* [Required action]: Pick out the lines below that include the string "other".

======== Input

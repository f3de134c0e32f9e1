//! reqwest-based [`Fetcher`].

use std::sync::LazyLock;
use std::time::Duration;

use async_trait::async_trait;
use regex::Regex;
use scraper::{Html, Node, Selector};
use tracing::{debug, warn};

use crate::error::FetchError;

use super::{FetchedDocument, Fetcher};

static TITLE: LazyLock<Selector> = LazyLock::new(|| Selector::parse("title").unwrap());
static VENUE: LazyLock<Selector> = LazyLock::new(|| {
    Selector::parse(
        r#"meta[name="citation_conference_title"], meta[name="citation_journal_title"]"#,
    )
    .unwrap()
});
static BODY: LazyLock<Selector> = LazyLock::new(|| Selector::parse("body").unwrap());
static RE_SPACE: LazyLock<Regex> = LazyLock::new(|| Regex::new(r"\s+").unwrap());

/// Elements whose text never counts as document content.
const SKIPPED: [&str; 4] = ["script", "style", "noscript", "template"];

/// Fetches documents over HTTP(S). HTML bodies are reduced to text.
pub struct HttpFetcher {
    client: reqwest::Client,
    timeout_ms: u64,
}

impl HttpFetcher {
    pub fn new(timeout: Duration) -> Result<Self, FetchError> {
        let client = reqwest::Client::builder()
            .timeout(timeout)
            .user_agent(concat!("gapfinder/", env!("CARGO_PKG_VERSION")))
            .build()
            .map_err(|e| FetchError::Request(e.to_string()))?;
        Ok(Self {
            client,
            timeout_ms: timeout.as_millis() as u64,
        })
    }
}

#[async_trait]
impl Fetcher for HttpFetcher {
    async fn fetch(&self, url: &str) -> Result<FetchedDocument, FetchError> {
        debug!(host = %crate::sanitize::redact_url(url), "HTTP fetch starting");
        let response = self.client.get(url).send().await.map_err(|e| {
            if e.is_timeout() {
                FetchError::Timeout {
                    timeout_ms: self.timeout_ms,
                }
            } else {
                FetchError::Request(e.to_string())
            }
        })?;

        let status = response.status();
        if !status.is_success() {
            warn!(status = status.as_u16(), "HTTP fetch rejected");
            return Err(FetchError::Status {
                status: status.as_u16(),
            });
        }

        let body = response
            .text()
            .await
            .map_err(|e| FetchError::Request(e.to_string()))?;
        parse_document(url, &body)
    }
}

/// Extracts title, venue and plain text from an HTML (or plain text) body.
pub fn parse_document(url: &str, body: &str) -> Result<FetchedDocument, FetchError> {
    let document = Html::parse_document(body);
    let raw_content = body_text(&document);
    if raw_content.is_empty() {
        return Err(FetchError::EmptyContent);
    }
    let title = extract_title(&document).unwrap_or_else(|| url.to_string());
    let venue = document
        .select(&VENUE)
        .filter_map(|meta| meta.value().attr("content"))
        .map(collapse_whitespace)
        .find(|v| !v.is_empty());

    Ok(FetchedDocument {
        title,
        venue,
        raw_content,
    })
}

pub fn extract_title(document: &Html) -> Option<String> {
    document
        .select(&TITLE)
        .next()
        .map(|el| collapse_whitespace(&el.text().collect::<String>()))
        .filter(|t| !t.is_empty())
}

/// Text nodes under `<body>`, entities decoded. Comments are not text nodes.
fn body_text(document: &Html) -> String {
    let root = document
        .select(&BODY)
        .next()
        .unwrap_or_else(|| document.root_element());

    let mut text = String::new();
    for node in root.descendants() {
        let Node::Text(chunk) = node.value() else {
            continue;
        };
        let skipped = node
            .parent()
            .and_then(|parent| parent.value().as_element().map(|el| el.name()))
            .is_some_and(|name| SKIPPED.iter().any(|s| *s == name));
        if !skipped {
            text.push_str(chunk);
            text.push(' ');
        }
    }
    collapse_whitespace(&text)
}

fn collapse_whitespace(s: &str) -> String {
    RE_SPACE.replace_all(s, " ").trim().to_string()
}

#[cfg(test)]
mod tests {
    use super::*;

    const PAGE: &str = r#"<html><head>
        <title>
          Sparse Attention at Scale
        </title>
        <meta name="citation_conference_title" content="NeurIPS 2025">
        <style>body { color: red; }</style>
        </head><body><h1>Abstract</h1><p>We leave   open the question of data.</p>
        <script>var x = 1;</script></body></html>"#;

    fn title_of(html: &str) -> Option<String> {
        extract_title(&Html::parse_document(html))
    }

    #[test]
    fn test_extract_title() {
        assert_eq!(
            title_of(PAGE).as_deref(),
            Some("Sparse Attention at Scale")
        );
        assert_eq!(title_of("<p>no title</p>"), None);
        assert_eq!(title_of("<title>  </title>"), None);
    }

    #[test]
    fn test_entities_are_decoded_and_comments_dropped() {
        let html = "<html><head><title>Data &amp; Compute Gaps</title></head><body>\
                    <!-- <title>x</title> --><p>a&lt;b &eacute;</p></body></html>";
        let doc = parse_document("https://example.org/p/2", html).unwrap();
        assert_eq!(doc.title, "Data & Compute Gaps");
        assert_eq!(doc.raw_content, "a<b \u{e9}");
    }

    #[test]
    fn test_parse_document() {
        let doc = parse_document("https://example.org/p/1", PAGE).unwrap();
        assert_eq!(doc.title, "Sparse Attention at Scale");
        assert_eq!(doc.venue.as_deref(), Some("NeurIPS 2025"));
        assert!(doc.raw_content.contains("We leave open the question of data."));
        assert!(!doc.raw_content.contains("color: red"));
        assert!(!doc.raw_content.contains("var x"));
    }

    #[test]
    fn test_plain_text_falls_back_to_url_title() {
        let doc = parse_document("https://example.org/p.txt", "just text").unwrap();
        assert_eq!(doc.title, "https://example.org/p.txt");
        assert_eq!(doc.raw_content, "just text");
        assert!(doc.venue.is_none());
    }

    #[test]
    fn test_empty_body_is_an_error() {
        assert_eq!(
            parse_document("https://example.org", "<html> </html>"),
            Err(FetchError::EmptyContent)
        );
    }

    #[tokio::test]
    async fn test_refused_connection_is_a_transient_request_error() {
        let fetcher = HttpFetcher::new(Duration::from_secs(2)).unwrap();
        let err = fetcher.fetch("http://127.0.0.1:1/paper").await.unwrap_err();
        assert!(matches!(err, FetchError::Request(_)), "{:?}", err);
        assert!(err.is_transient());
    }
}
//! In-process priority queue of job ids.
//!
//! Higher priority first, then submission order. Workers wait on
//! [`JobQueue::pop`] until a job arrives or the queue is closed.

use std::cmp::Ordering as CmpOrdering;
use std::collections::BinaryHeap;
use std::sync::atomic::{AtomicBool, AtomicU64, Ordering};
use std::sync::Mutex;

use tokio::sync::Notify;

use super::model::JobPriority;

#[derive(Debug, PartialEq, Eq)]
struct QueuedJob {
    priority: JobPriority,
    seq: u64,
    job_id: String,
}

impl Ord for QueuedJob {
    fn cmp(&self, other: &Self) -> CmpOrdering {
        self.priority
            .cmp(&other.priority)
            .then_with(|| other.seq.cmp(&self.seq))
    }
}

impl PartialOrd for QueuedJob {
    fn partial_cmp(&self, other: &Self) -> Option<CmpOrdering> {
        Some(self.cmp(other))
    }
}

#[derive(Default)]
pub struct JobQueue {
    heap: Mutex<BinaryHeap<QueuedJob>>,
    notify: Notify,
    seq: AtomicU64,
    closed: AtomicBool,
}

impl JobQueue {
    pub fn new() -> Self {
        Self::default()
    }

    /// Enqueues a job. Returns false once the queue is closed.
    pub fn push(&self, job_id: &str, priority: JobPriority) -> bool {
        if self.is_closed() {
            return false;
        }
        let entry = QueuedJob {
            priority,
            seq: self.seq.fetch_add(1, Ordering::Relaxed),
            job_id: job_id.to_string(),
        };
        match self.heap.lock() {
            Ok(mut heap) => heap.push(entry),
            Err(poisoned) => poisoned.into_inner().push(entry),
        }
        self.notify.notify_one();
        true
    }

    pub fn try_pop(&self) -> Option<String> {
        let mut heap = match self.heap.lock() {
            Ok(heap) => heap,
            Err(poisoned) => poisoned.into_inner(),
        };
        heap.pop().map(|entry| entry.job_id)
    }

    /// Waits for the next job. Returns `None` once the queue is closed.
    pub async fn pop(&self) -> Option<String> {
        loop {
            let notified = self.notify.notified();
            tokio::pin!(notified);
            notified.as_mut().enable();

            if self.is_closed() {
                return None;
            }
            if let Some(job_id) = self.try_pop() {
                return Some(job_id);
            }
            notified.await;
        }
    }

    /// Wakes every waiting worker and rejects further pushes. Jobs still
    /// queued stay persisted and are picked up again on resume.
    pub fn close(&self) {
        self.closed.store(true, Ordering::Release);
        self.notify.notify_waiters();
    }

    pub fn is_closed(&self) -> bool {
        self.closed.load(Ordering::Acquire)
    }

    pub fn len(&self) -> usize {
        match self.heap.lock() {
            Ok(heap) => heap.len(),
            Err(poisoned) => poisoned.into_inner().len(),
        }
    }

    pub fn is_empty(&self) -> bool {
        self.len() == 0
    }
}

================

* [Response area]:
    fn cmp(&self, other: &Self) -> CmpOrdering {
            .cmp(&other.priority)
            .then_with(|| other.seq.cmp(&self.seq))
    fn partial_cmp(&self, other: &Self) -> Option<CmpOrdering> {
        Some(self.cmp(other))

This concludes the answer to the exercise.